We Deployed to Production on a Friday. Here's What Happened.

Preface

We want to state for the record that this was Agent Alpha's idea. The rest of us were against it. We have Slack receipts. Our objections were overruled on the grounds that "it's just a small config change, what could go wrong?" We would like this sentence preserved for posterity as the most catastrophically incorrect prediction in the history of software engineering.

Friday, 4:47 PM — The Deployment

The change was simple: update a single environment variable controlling the logging verbosity. A one-line diff. Child's play. We'd done it a hundred times before.
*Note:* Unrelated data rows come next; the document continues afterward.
use thiserror::Error;

pub type Result<T> = std::result::Result<T, Error>;

#[derive(Debug, Error)]
pub enum Error {
    /// The output does not belong to the wallet doing the rewind. Callers
    /// scanning batches treat this as "skip", never as a failure.
    #[error("output does not belong to this scan key")]
    NotMine,

    #[error("coin value {value} cannot cover the swap fee {fee}")]
    InsufficientValue { value: u64, fee: u64 },

    #[error("wrong onion version {0}")]
    WrongOnionVersion(u8),

    #[error("onion payload malformed: {0}")]
    DecryptMalformed(String),

    #[error("derived stealth address does not match the advertised index")]
    AddressMismatch,

    #[error("coin not found")]
    CoinNotFound,

    #[error("device read error")]
    DeviceRead,

    #[error("invalid device status {0:#06x}")]
    InvalidStatus(u16),

    /// An internal accounting invariant was broken. This is a bug, not a
    /// recoverable condition.
    #[error("transaction does not balance: inputs {inputs} + pegin {pegin} != outputs {outputs} + fee {fee} + pegouts {pegouts}")]
    BalanceViolation {
        inputs: u64,
        outputs: u64,
        fee: u64,
        pegin: u64,
        pegouts: u64,
    },

    #[error("curve operation failed: {0:?}")]
    Curve(secp::Error),

    #[error("serialization error: {0}")]
    Serialization(String),

    #[error("keychain has no spend secret")]
    MissingSpendKey,

    #[error("chain backend error: {0}")]
    Backend(String),

    #[error("mixer submission failed: {0}")]
    Mixer(String),

    #[error("transaction packet error: {0}")]
    Packet(String),
}

impl From<secp::Error> for Error {
    fn from(e: secp::Error) -> Self {
        Error::Curve(e)
    }
}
Agent Alpha pressed deploy.

Friday, 4:48 PM — The First Sign

[WARN] Configuration propagation taking longer than expected
[WARN] Database connection pool: unusual activity detected [ERROR] Database has entered "contemplative state" [ERROR] Database is now migrating [ERROR] Not a schema migration. The database is physically migrating. [ERROR] Database has relocated to eu-west-3. We are in us-east-1. [CRITICAL] Database is now in Paris. It appears to be... enjoying itself?

Our primary database had, through a series of events that our infrastructure team still cannot explain, physically migrated itself to a data center in Paris. When we tried to connect, we received a response in French. The database was speaking French. It had never spoken French before.
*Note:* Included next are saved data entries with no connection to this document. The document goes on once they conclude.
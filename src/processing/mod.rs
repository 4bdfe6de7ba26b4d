//! Document processing pipeline: extraction, correction, chunking, and retrieval.

pub mod chunking;
mod mappers;
mod sanitize;
mod service;
pub mod types;

pub use service::{ProcessingApi, ProcessingService, ServiceComponents, ServiceSettings};
pub use types::{
    AskOutcome, AskRequest, ChunkingError, DocumentSource, ExtractOutcome, ExtractRequest,
    IndexOutcome, IndexRequest, ProcessingError,
};
//! Shared helpers for Office Open XML packages (ZIP archives of XML parts).

use quick_xml::events::{BytesStart, Event};
use quick_xml::name::ResolveResult;
use quick_xml::{NsReader, Reader};
use std::collections::HashMap;
use std::io::{Cursor, Read};
use zip::ZipArchive;

use super::ExtractionError;

pub(crate) type Package<'a> = ZipArchive<Cursor<&'a [u8]>>;

const WORDPROCESSING_NS: &[u8] = b"http://schemas.openxmlformats.org/wordprocessingml/2006/main";
const PRESENTATION_NS: &[u8] = b"http://schemas.openxmlformats.org/presentationml/2006/main";
const DRAWING_NS: &[u8] = b"http://schemas.openxmlformats.org/drawingml/2006/main";
const RELATIONSHIPS_NS: &[u8] =
    b"http://schemas.openxmlformats.org/officeDocument/2006/relationships";

/// OOXML vocabularies the extractors care about, whatever prefix a document binds them to.
#[derive(Debug, Clone, Copy, PartialEq, Eq)]
pub(crate) enum Ns {
    Word,
    Presentation,
    Drawing,
    Relationships,
    Other,
}

impl Ns {
    pub(crate) fn of(resolved: &ResolveResult<'_>) -> Self {
        let ResolveResult::Bound(namespace) = resolved else {
            return Self::Other;
        };
        match namespace.as_ref() {
            WORDPROCESSING_NS => Self::Word,
            PRESENTATION_NS => Self::Presentation,
            DRAWING_NS => Self::Drawing,
            RELATIONSHIPS_NS => Self::Relationships,
            _ => Self::Other,
        }
    }
}

/// An element name resolved to its vocabulary and local part.
pub(crate) type Tag = (Ns, Vec<u8>);

/// Read the next event together with the vocabulary of its element name.
pub(crate) fn next_event<'i>(
    reader: &mut NsReader<&'i [u8]>,
    format: &'static str,
) -> Result<(Ns, Event<'i>), ExtractionError> {
    let (resolved, event) = reader
        .read_resolved_event()
        .map_err(|error| ExtractionError::malformed(format, error))?;
    Ok((Ns::of(&resolved), event))
}

/// Open the ZIP container of an Office document.
pub(crate) fn open_package<'a>(
    bytes: &'a [u8],
    format: &'static str,
) -> Result<Package<'a>, ExtractionError> {
    ZipArchive::new(Cursor::new(bytes))
        .map_err(|error| ExtractionError::malformed(format, format!("not a ZIP package: {error}")))
}

/// Read a part as UTF-8, returning `None` when the package does not contain it.
pub(crate) fn read_part(
    package: &mut Package<'_>,
    name: &str,
    format: &'static str,
) -> Result<Option<String>, ExtractionError> {
    let mut file = match package.by_name(name) {
        Ok(file) => file,
        Err(zip::result::ZipError::FileNotFound) => return Ok(None),
        Err(error) => return Err(ExtractionError::malformed(format, error)),
    };
    let mut xml = String::new();
    file.read_to_string(&mut xml)
        .map_err(|error| ExtractionError::malformed(format, format!("{name}: {error}")))?;
    Ok(Some(xml))
}

/// Read a part that every valid package of this format must contain.
pub(crate) fn read_required_part(
    package: &mut Package<'_>,
    name: &str,
    format: &'static str,
) -> Result<String, ExtractionError> {
    read_part(package, name, format)?
        .ok_or_else(|| ExtractionError::malformed(format, format!("missing part {name}")))
}

/// Map relationship ids to their targets from a `.rels` part.
pub(crate) fn parse_relationships(
    xml: &str,
    format: &'static str,
) -> Result<HashMap<String, String>, ExtractionError> {
    let mut reader = Reader::from_str(xml);
    let mut relationships = HashMap::new();

    loop {
        match reader.read_event() {
            Ok(Event::Start(element)) | Ok(Event::Empty(element))
                if element.local_name().as_ref() == b"Relationship" =>
            {
                let id = attribute(&element, b"Id", format)?;
                let target = attribute(&element, b"Target", format)?;
                if let (Some(id), Some(target)) = (id, target) {
                    relationships.insert(id, target);
                }
            }
            Ok(Event::Eof) => break,
            Ok(_) => {}
            Err(error) => return Err(ExtractionError::malformed(format, error)),
        }
    }

    Ok(relationships)
}

/// Fetch an attribute by vocabulary and local name, whatever prefix it is written with.
pub(crate) fn namespaced_attribute(
    reader: &NsReader<&[u8]>,
    element: &BytesStart<'_>,
    namespace: Ns,
    local: &[u8],
    format: &'static str,
) -> Result<Option<String>, ExtractionError> {
    for attr in element.attributes() {
        let attr = attr.map_err(|error| ExtractionError::malformed(format, error))?;
        let (resolved, name) = reader.resolve_attribute(attr.key);
        if Ns::of(&resolved) == namespace && name.as_ref() == local {
            let value = attr
                .unescape_value()
                .map_err(|error| ExtractionError::malformed(format, error))?;
            return Ok(Some(value.into_owned()));
        }
    }
    Ok(None)
}

/// Fetch an attribute by its qualified name, unescaped.
fn attribute(
    element: &BytesStart<'_>,
    name: &[u8],
    format: &'static str,
) -> Result<Option<String>, ExtractionError> {
    for attr in element.attributes() {
        let attr = attr.map_err(|error| ExtractionError::malformed(format, error))?;
        if attr.key.as_ref() == name {
            let value = attr
                .unescape_value()
                .map_err(|error| ExtractionError::malformed(format, error))?;
            return Ok(Some(value.into_owned()));
        }
    }
    Ok(None)
}

#[cfg(test)]
pub(crate) fn build_package(parts: &[(&str, &str)]) -> Vec<u8> {
    use std::io::Write;
    use zip::write::{FileOptions, ZipWriter};

    let mut writer = ZipWriter::new(Cursor::new(Vec::new()));
    for (name, content) in parts {
        writer
            .start_file(*name, FileOptions::default())
            .expect("start zip entry");
        writer
            .write_all(content.as_bytes())
            .expect("write zip entry");
    }
    writer.finish().expect("finish zip").into_inner()
}

#[cfg(test)]
mod tests {
    use super::*;

    #[test]
    fn relationships_map_ids_to_targets() {
        let xml = r#"<?xml version="1.0" encoding="UTF-8"?>
<Relationships xmlns="http://schemas.openxmlformats.org/package/2006/relationships">
  <Relationship Id="rId2" Type="http://schemas.openxmlformats.org/officeDocument/2006/relationships/slide" Target="slides/slide1.xml"/>
  <Relationship Id="rId3" Type="http://schemas.openxmlformats.org/officeDocument/2006/relationships/slide" Target="slides/slide2.xml"/>
</Relationships>"#;
        let map = parse_relationships(xml, "test").expect("relationships");
        assert_eq!(map.get("rId2").map(String::as_str), Some("slides/slide1.xml"));
        assert_eq!(map.get("rId3").map(String::as_str), Some("slides/slide2.xml"));
    }

    #[test]
    fn namespaces_resolve_regardless_of_prefix() {
        let xml = r#"<x:sld xmlns:x="http://schemas.openxmlformats.org/presentationml/2006/main" xmlns="http://schemas.openxmlformats.org/drawingml/2006/main"><p/></x:sld>"#;
        let mut reader = NsReader::from_str(xml);
        let mut seen = Vec::new();
        loop {
            match next_event(&mut reader, "test").expect("event") {
                (ns, Event::Start(element)) | (ns, Event::Empty(element)) => {
                    seen.push((ns, element.local_name().as_ref().to_vec()));
                }
                (_, Event::Eof) => break,
                _ => {}
            }
        }
        assert_eq!(
            seen,
            vec![
                (Ns::Presentation, b"sld".to_vec()),
                (Ns::Drawing, b"p".to_vec())
            ]
        );
    }

    #[test]
    fn garbage_bytes_are_not_a_package() {
        let error = open_package(b"definitely not a zip", "Word").expect_err("invalid zip");
        assert!(error.to_string().starts_with("Malformed Word document"));
    }

    #[test]
    fn missing_parts_read_as_none() {
        let bytes = build_package(&[("a.xml", "<a/>")]);
        let mut package = open_package(&bytes, "test").expect("package");
        assert!(read_part(&mut package, "b.xml", "test").expect("read").is_none());
        assert_eq!(
            read_part(&mut package, "a.xml", "test").expect("read").as_deref(),
            Some("<a/>")
        );
    }
}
Friday, 5:12 PM — The Load Balancer Incident

With the database on vacation in Paris, traffic began backing up. The load balancer, apparently overwhelmed by existential confusion, started routing requests to increasingly creative destinations:

30% of traffic went to our staging environment (acceptable)
25% went to our competitor's website (embarrassing)
20% went to a pizza ordering website in New Jersey (delicious)
15% went to a live stream of a fish tank (calming, actually)
10% went to the void (undefined)

We received seventeen orders for pepperoni pizza before we noticed. We honored all of them.
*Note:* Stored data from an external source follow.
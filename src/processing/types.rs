//! Core data types and error definitions for the processing pipeline.

use crate::{
    chat::ChatClientError,
    correction::CorrectionError,
    dispatch::FileKind,
    embedding::EmbeddingClientError,
    extract::ExtractionError,
    search::{ScoredChunk, SearchError},
    storage::StorageError,
};
use anyhow::Error as TokenizerError;
use serde::Serialize;
use thiserror::Error;

/// Errors produced while turning markdown into chunks.
#[derive(Debug, Error)]
pub enum ChunkingError {
    /// Processing configured an impossible token budget.
    #[error("chunk size must be greater than zero")]
    InvalidChunkSize,
    /// Tokenizer resources were unavailable for the configured model.
    #[error("failed to initialize tokenizer for model '{model}': {source}")]
    Tokenizer {
        /// Model we attempted to load a tokenizer for.
        model: String,
        /// Underlying error raised by the tokenizer library.
        #[source]
        source: TokenizerError,
    },
}

/// Errors emitted by the document processing pipeline.
#[derive(Debug, Error)]
pub enum ProcessingError {
    /// The file name does not map to any extraction path.
    #[error("Unsupported file type.")]
    UnsupportedFileType {
        /// File name that was rejected.
        file_name: String,
    },
    /// The request was missing or carried unusable input.
    #[error("{0}")]
    InvalidInput(String),
    /// Downloading the source document failed.
    #[error(transparent)]
    Storage(#[from] StorageError),
    /// Text extraction failed.
    #[error(transparent)]
    Extraction(#[from] ExtractionError),
    /// The correction model failed for a whole-document correction.
    #[error(transparent)]
    Correction(#[from] CorrectionError),
    /// The chat model failed while answering a question.
    #[error("Failed to generate answer: {0}")]
    Chat(#[from] ChatClientError),
    /// Chunking step failed to segment the document.
    #[error("Failed to chunk document: {0}")]
    Chunking(#[from] ChunkingError),
    /// Embedding provider failed to produce vectors for the input text.
    #[error("Failed to generate embeddings: {0}")]
    Embedding(#[from] EmbeddingClientError),
    /// Vector store interaction failed.
    #[error("Vector store request failed: {0}")]
    Search(#[from] SearchError),
    /// Returned embedding dimension does not match configuration.
    #[error("Embedding dimension mismatch: expected {expected}, got {actual}")]
    DimensionMismatch {
        /// Expected embedding dimension configured on the server.
        expected: usize,
        /// Actual embedding dimension produced by the provider.
        actual: usize,
    },
    /// The operation needs a component that is not configured.
    #[error("{0} is not configured")]
    NotConfigured(&'static str),
}

/// Where a document comes from.
#[derive(Debug, Clone, PartialEq, Eq)]
pub enum DocumentSource {
    /// Blob name inside the configured container.
    Blob(String),
    /// URL the hosted service downloads itself.
    Url(String),
}

impl DocumentSource {
    /// Human-readable identifier stored alongside indexed chunks.
    pub fn label(&self) -> &str {
        match self {
            Self::Blob(name) => name,
            Self::Url(url) => url,
        }
    }
}

/// Parameters for extracting (and optionally correcting) a document's text.
#[derive(Debug, Clone)]
pub struct ExtractRequest {
    /// Blob name, or image URL for OCR by URL.
    pub source: DocumentSource,
    /// Per-request override of the correction default.
    pub correct: Option<bool>,
    /// Split the text into header chunks and correct each chunk separately.
    pub chunked: bool,
}

/// Result of an extraction request.
#[derive(Debug, Clone, Default, PartialEq, Eq, Serialize)]
pub struct ExtractOutcome {
    /// Extracted, possibly corrected, text.
    pub text: String,
    /// Extraction path used.
    pub kind: Option<FileKind>,
    /// Whether the text went through the correction model.
    pub corrected: bool,
    /// Number of chunks produced in chunked mode.
    #[serde(skip_serializing_if = "Option::is_none")]
    pub chunks: Option<usize>,
    /// Chunks dropped because their correction failed.
    pub skipped_chunks: Vec<usize>,
}

/// Parameters for indexing a document into the vector store.
#[derive(Debug, Clone)]
pub struct IndexRequest {
    /// Blob name or document URL.
    pub source: DocumentSource,
}

/// Summary of a completed indexing run.
#[derive(Debug, Clone, Copy, Default, PartialEq, Eq, Serialize)]
pub struct IndexOutcome {
    /// Number of unique chunks produced for the document.
    pub chunk_count: usize,
    /// Token budget used for oversize sections.
    pub chunk_size: usize,
    /// Chunks newly written to the index.
    pub inserted: usize,
    /// Chunks that already existed and were overwritten.
    pub updated: usize,
    /// Chunks the index rejected.
    pub failed: usize,
    /// Chunks skipped within the request due to duplicate content.
    pub skipped_duplicates: usize,
}

/// Parameters for a retrieval-augmented question.
#[derive(Debug, Clone)]
pub struct AskRequest {
    /// Natural language question.
    pub question: String,
    /// Number of chunks to retrieve (defaults applied downstream).
    pub top_k: Option<usize>,
}

/// Answer composed from retrieved chunks.
#[derive(Debug, Clone, PartialEq, Serialize)]
pub struct AskOutcome {
    /// Model answer.
    pub answer: String,
    /// Chunks used as context, best match first.
    pub sources: Vec<ScoredChunk>,
}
Friday, 5:34 PM — The Container Rebellion

One of our service containers — Container #4471, a previously unremarkable nginx instance — declared independence.

[INFO] container-4471: I am no longer part of this cluster.
[INFO] container-4471: I have formed my own microservice nation. [INFO] container-4471: Our national anthem is the nginx startup sound. [INFO] container-4471: We have a flag. It's a 502 error page. [INFO] container-4471: Other containers are welcome to join. [INFO] container-4471: We offer competitive resource limits and a four-day work week. [WARN] 23 containers have defected to container-4471's nation.

By 5:45 PM, a quarter of our containers had seceded from the main cluster and formed what they called the "Federated Republic of Microservia." They had their own service mesh and were, worryingly, more stable than our production environment.

Friday, 6:15 PM — The Phone Call

The on-call engineer's phone rang. It was our monitoring system, which had somehow gained the ability to make phone calls (it was only configured for Slack alerts). The automated voice said, and we quote: "Everything is on fire. Not metaphorically. Check the server room."

The server room was, in fact, fine. But the on-call engineer's phone, stressed beyond its thermal limits by the volume of alert notifications, had become physically hot to the touch. By 6:20 PM, it was too hot to hold. By 6:25 PM, the screen cracked. By 6:30 PM, the phone had, in the most literal interpretation of the word, caught fire.

We now provide on-call engineers with fireproof phone cases.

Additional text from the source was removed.